Se ven algunos restos de molinos de mano por entre las encinas carpetanas. Sin embargo, las encinas desaparecen en la zona de la muralla. Dos enormes puertas flanqueadas por torres circulares y posiblemente con empalizadas protegían el acceso principal al castro. Otra puerta de muralla fue cegada de antiguo, eliminando un posible acceso vulnerable.
Las murallas eran de doble composición, de doble paramento, pues si una parte caía, otra permanecería ejerciendo su labor. Quizá por ello se han conservado (aún restauradas) con ese aspecto tan imponente.
El segundo recinto tendría un papel más relacionado con la producción o el almacenamiento de productos o animales. Estaba completamente rodeado de una muralla que se conserva bien, destacando una torre circular donde se sitúa ahora un mirador desde el que se ve lo que el poblado ocupaba y los menhires a modo de mojón identificativo de cada familia inhumada en la necrópolis de la Osera.

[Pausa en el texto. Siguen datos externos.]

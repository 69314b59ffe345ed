//! Hydrostatic geopotential on σ levels.
//!
//! Integrates the hydrostatic balance upward from the surface geopotential,
//! layer temperature by layer temperature:
//!
//! ```text
//! Φ_{k}   = Φ_{k+½} + R_d·T_k·ln(σ_{k+½}/σ_k)
//! Φ_{k−½} = Φ_k     + R_d·T_k·ln(σ_k/σ_{k−½})
//! ```
//!
//! The increments are linear in the spectral temperature, so the integration
//! runs directly on the packed coefficient arrays.

use crate::constants::Atmosphere;
use crate::spectral::SpectralCoeffs;
use crate::state::{DiagnosticVariables, PrognosticVariables};
use crate::vertical::SigmaLevels;

/// Precomputed R_d·ln σ increments for the hydrostatic integration.
#[derive(Clone, Debug)]
pub struct Geopotential {
    /// R_d·ln(σ_{k+½}/σ_k): from the half level below layer k to the layer.
    above: Vec<f64>,
    /// R_d·ln(σ_k/σ_{k−½}): from layer k to the half level above it.
    /// Unused at k = 0 (the top half level is never integrated to).
    below: Vec<f64>,
    /// Running half-level geopotential during integration.
    scratch: SpectralCoeffs,
}

impl Geopotential {
    /// Precompute increments for the given σ levels and gas constant.
    pub fn new(trunc: usize, sigma: &SigmaLevels, atmosphere: &Atmosphere) -> Self {
        let nlev = sigma.nlev();
        let half = sigma.sigma_half();
        let full = sigma.sigma_full();

        let mut above = vec![0.0; nlev];
        let mut below = vec![0.0; nlev];
        for k in 0..nlev {
            above[k] = atmosphere.r_dry * (half[k + 1] / full[k]).ln();
            if k > 0 {
                below[k] = atmosphere.r_dry * (full[k] / half[k]).ln();
            }
        }

        Self {
            above,
            below,
            scratch: SpectralCoeffs::zeros(trunc),
        }
    }

    /// Integrate Φₖ for every layer into the per-layer `geopot` scratch,
    /// starting from the spectral surface geopotential.
    pub fn compute(
        &mut self,
        progn: &PrognosticVariables,
        diagn: &mut DiagnosticVariables,
        geopot_surf: &SpectralCoeffs,
        lf: usize,
    ) {
        let nlev = diagn.nlev();
        assert_eq!(nlev, self.above.len(), "geopotential sized for {} layers", self.above.len());

        // half-level geopotential, surface upward
        self.scratch.copy_from(geopot_surf);
        for k in (0..nlev).rev() {
            let temp = &progn.layers[k].temp[lf];
            let geopot = &mut diagn.layers[k].dynamics.geopot;
            geopot.copy_from(&self.scratch);
            geopot.axpy(self.above[k], temp);
            if k > 0 {
                self.scratch.copy_from(geopot);
                self.scratch.axpy(self.below[k], temp);
            }
        }
    }
}

#[cfg(test)]
mod tests {
    use super::*;
    use num_complex::Complex64;

    #[test]
    fn test_isothermal_column() {
        // For T ≡ T₀ the full-level geopotential is
        // Φ_k = Φ_s + R_d·T₀·ln(1/σ_k).
        let atm = Atmosphere::default();
        let sigma = SigmaLevels::uniform(4);
        let mut geo = Geopotential::new(5, &sigma, &atm);

        let t0 = 280.0;
        let mut progn = PrognosticVariables::zeros(5, 4);
        for layer in &mut progn.layers {
            layer.temp[0].set(0, 0, Complex64::new(t0, 0.0));
        }
        let mut diagn = DiagnosticVariables::zeros(5, 4, 8);
        let phi_s = SpectralCoeffs::zeros(5);

        geo.compute(&progn, &mut diagn, &phi_s, 0);

        for k in 0..4 {
            let expected = atm.r_dry * t0 * (1.0 / sigma.sigma_full()[k]).ln();
            let got = diagn.layers[k].dynamics.geopot.get(0, 0).re;
            assert!(
                (got - expected).abs() < 1e-9 * expected.abs().max(1.0),
                "layer {}: {} vs {}",
                k,
                got,
                expected
            );
        }
        // geopotential decreases downward
        for k in 1..4 {
            assert!(
                diagn.layers[k].dynamics.geopot.get(0, 0).re
                    < diagn.layers[k - 1].dynamics.geopot.get(0, 0).re
            );
        }
    }
}
//! Single-layer tendencies: barotropic vorticity and shallow water.
//!
//! The barotropic tier advects absolute vorticity only. Shallow water adds
//! the divergence equation (vorticity-flux curl minus the Laplacian of the
//! Bernoulli potential) and the continuity equation for the interface
//! displacement, with orography entering through the layer thickness.

use crate::grid::RingGrid;
use crate::model::Model;
use crate::spectral::SpectralTransform;
use crate::state::{DiagnosticLayer, DiagnosticVariables, PrognosticVariables};

/// Barotropic vorticity equation: ∂ζ/∂t = −∇·((u, v)(ζ + f)).
pub fn barotropic_tendencies(
    model: &mut Model,
    progn: &PrognosticVariables,
    diagn: &mut DiagnosticVariables,
    lf: usize,
) {
    let Model {
        grid, transform, ..
    } = model;
    let player = &progn.layers[0];
    let dlayer = &mut diagn.layers[0];

    // gridded: velocities from vorticity alone, divergence-free
    transform.uv_from_vor(
        &player.vor[lf],
        &mut dlayer.dynamics.u_coslat,
        &mut dlayer.dynamics.v_coslat,
    );
    transform.inverse(&dlayer.dynamics.u_coslat, &mut dlayer.grid.u_grid);
    transform.inverse(&dlayer.dynamics.v_coslat, &mut dlayer.grid.v_grid);
    transform.inverse(&player.vor[lf], &mut dlayer.grid.vor_grid);

    vorticity_flux(dlayer, grid, transform, false);
}

/// Shallow-water tendencies: vorticity, divergence and continuity.
pub fn shallow_water_tendencies(
    model: &mut Model,
    progn: &PrognosticVariables,
    diagn: &mut DiagnosticVariables,
    lf: usize,
    time: f64,
) {
    let Model {
        grid,
        transform,
        planet,
        boundaries,
        relaxation,
        layer_depth,
        ..
    } = model;
    let player = &progn.layers[0];
    let dlayer = &mut diagn.layers[0];
    let surface = &mut diagn.surface;

    // gridded
    transform.uv_from_vordiv(
        &player.vor[lf],
        &player.div[lf],
        &mut dlayer.dynamics.u_coslat,
        &mut dlayer.dynamics.v_coslat,
    );
    transform.inverse(&dlayer.dynamics.u_coslat, &mut dlayer.grid.u_grid);
    transform.inverse(&dlayer.dynamics.v_coslat, &mut dlayer.grid.v_grid);
    transform.inverse(&player.vor[lf], &mut dlayer.grid.vor_grid);
    transform.inverse(&player.div[lf], &mut dlayer.grid.div_grid);
    transform.inverse(&progn.pres[lf], &mut surface.pres_grid);

    // ∂ζ/∂t = −∇·(flux), ∂D/∂t = ∇×(flux)
    vorticity_flux(dlayer, grid, transform, true);

    // ∂D/∂t −= ∇²B with B = ½(u² + v²) + g·η
    {
        let DiagnosticLayer {
            grid: fields,
            dynamics,
            tendencies,
        } = dlayer;
        for ring in grid.rings() {
            let r2 = ring.coslat_recip2;
            for ij in ring.range {
                dynamics.bernoulli_grid[ij] = 0.5
                    * (fields.u_grid[ij] * fields.u_grid[ij]
                        + fields.v_grid[ij] * fields.v_grid[ij])
                    * r2
                    + planet.gravity * surface.pres_grid[ij];
            }
        }
        transform.forward(&dynamics.bernoulli_grid, &mut dynamics.bernoulli);
        transform.laplacian(&dynamics.bernoulli, &mut tendencies.div_tend, true, true);
    }

    // continuity: ∂η/∂t = −∇·((u, v)·h) with thickness h = η + H₀ − h_s
    {
        let DiagnosticLayer {
            grid: fields,
            dynamics,
            ..
        } = dlayer;
        for ring in grid.rings() {
            let r2 = ring.coslat_recip2;
            for ij in ring.range {
                let h = surface.pres_grid[ij] + *layer_depth - boundaries.orography[ij];
                dynamics.a_grid[ij] = fields.u_grid[ij] * h * r2;
                dynamics.b_grid[ij] = fields.v_grid[ij] * h * r2;
            }
        }
        transform.forward(&dynamics.a_grid, &mut dynamics.a);
        transform.forward(&dynamics.b_grid, &mut dynamics.b);
        transform.divergence(&dynamics.a, &dynamics.b, &mut surface.pres_tend, true, true);
    }

    if let Some(relax) = relaxation {
        relax.apply(time, &progn.pres[lf], &mut surface.pres_tend);
    }
}

/// Absolute-vorticity flux: divergence into the vorticity tendency
/// (flipped), optionally curl into the divergence tendency.
///
/// The flux (u, v)·(ζ + f)/cosφ is assembled ring-wise as
/// (U, V)·(ζ + f)·cos⁻²φ, the scaling the spectral divergence/curl expect.
fn vorticity_flux(
    layer: &mut DiagnosticLayer,
    grid: &RingGrid,
    transform: &mut SpectralTransform,
    with_divergence_tendency: bool,
) {
    let DiagnosticLayer {
        grid: fields,
        dynamics,
        tendencies,
    } = layer;

    for ring in grid.rings() {
        let f = ring.coriolis;
        let r2 = ring.coslat_recip2;
        for ij in ring.range {
            let omega = (fields.vor_grid[ij] + f) * r2;
            dynamics.a_grid[ij] = fields.u_grid[ij] * omega;
            dynamics.b_grid[ij] = fields.v_grid[ij] * omega;
        }
    }

    transform.forward(&dynamics.a_grid, &mut dynamics.a);
    transform.forward(&dynamics.b_grid, &mut dynamics.b);
    transform.divergence(&dynamics.a, &dynamics.b, &mut tendencies.vor_tend, true, true);
    if with_divergence_tendency {
        transform.curl(&dynamics.a, &dynamics.b, &mut tendencies.div_tend, true, false);
    }
}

Pudieron ser mojones también los famosos verracos característicos de la cultura vettona. No sólo los famosos “Toros de Guisando”, muchos verracos han sido hallados allá por donde los vettones se situaron, incluso en las propias murallas de Ávila. Su significado continúa siendo un misterio, que se dice. Es verdad que pudieron tener algún significado mágico o como espíritu protector de la tribu.
También pudieron ser un símbolo del pueblo vetton o un mero localizador de tierras de cada propietario. El caso es que se han encontrado cientos de verracos de piedra, algunos excelentemente conservados, como el que se expone en una placita del pueblo abulense más cercano al castro, Chamartín, donde se ubica un Centro de Interpretación ciertamente valorable.
Está muy enfocado a un público no especializado, pero no por ello deja de ser serio y permite aprender posiblemente mucho más que con otros más especializados. La reproducciones en maqueta del Castro de la Mesa de Miranda así como la presencia de imitaciones de piezas para tocar e imaginar posibles usos son algunas de las cosas que más sorprenden del Centro.
Allí mismo nos encontramos con nuestro guía, Jacinto, que nos acompañó en la visita al Castro. Amable y cordial, amplió nuestro conocimiento sobre la cultura romana, nos contó anécdotas acerca del castro y su hallazgo, bromeamos acerca de la jerarquía de los túmulos de la necrópolis y nos enseñó algunas cosas no incluidas en la ruta habitual, como una presunta pintura rupestre escondida bajo una piedra de gran porte que quiere recordar a un caballo y su jinete.
El entorno en el que está ubicado el Castro hace que pasear por él resulte grato, convirtiendo la visita en inolvidable. Algo así debieron pensar también los vettones que vivieron allá hace 2.500 años.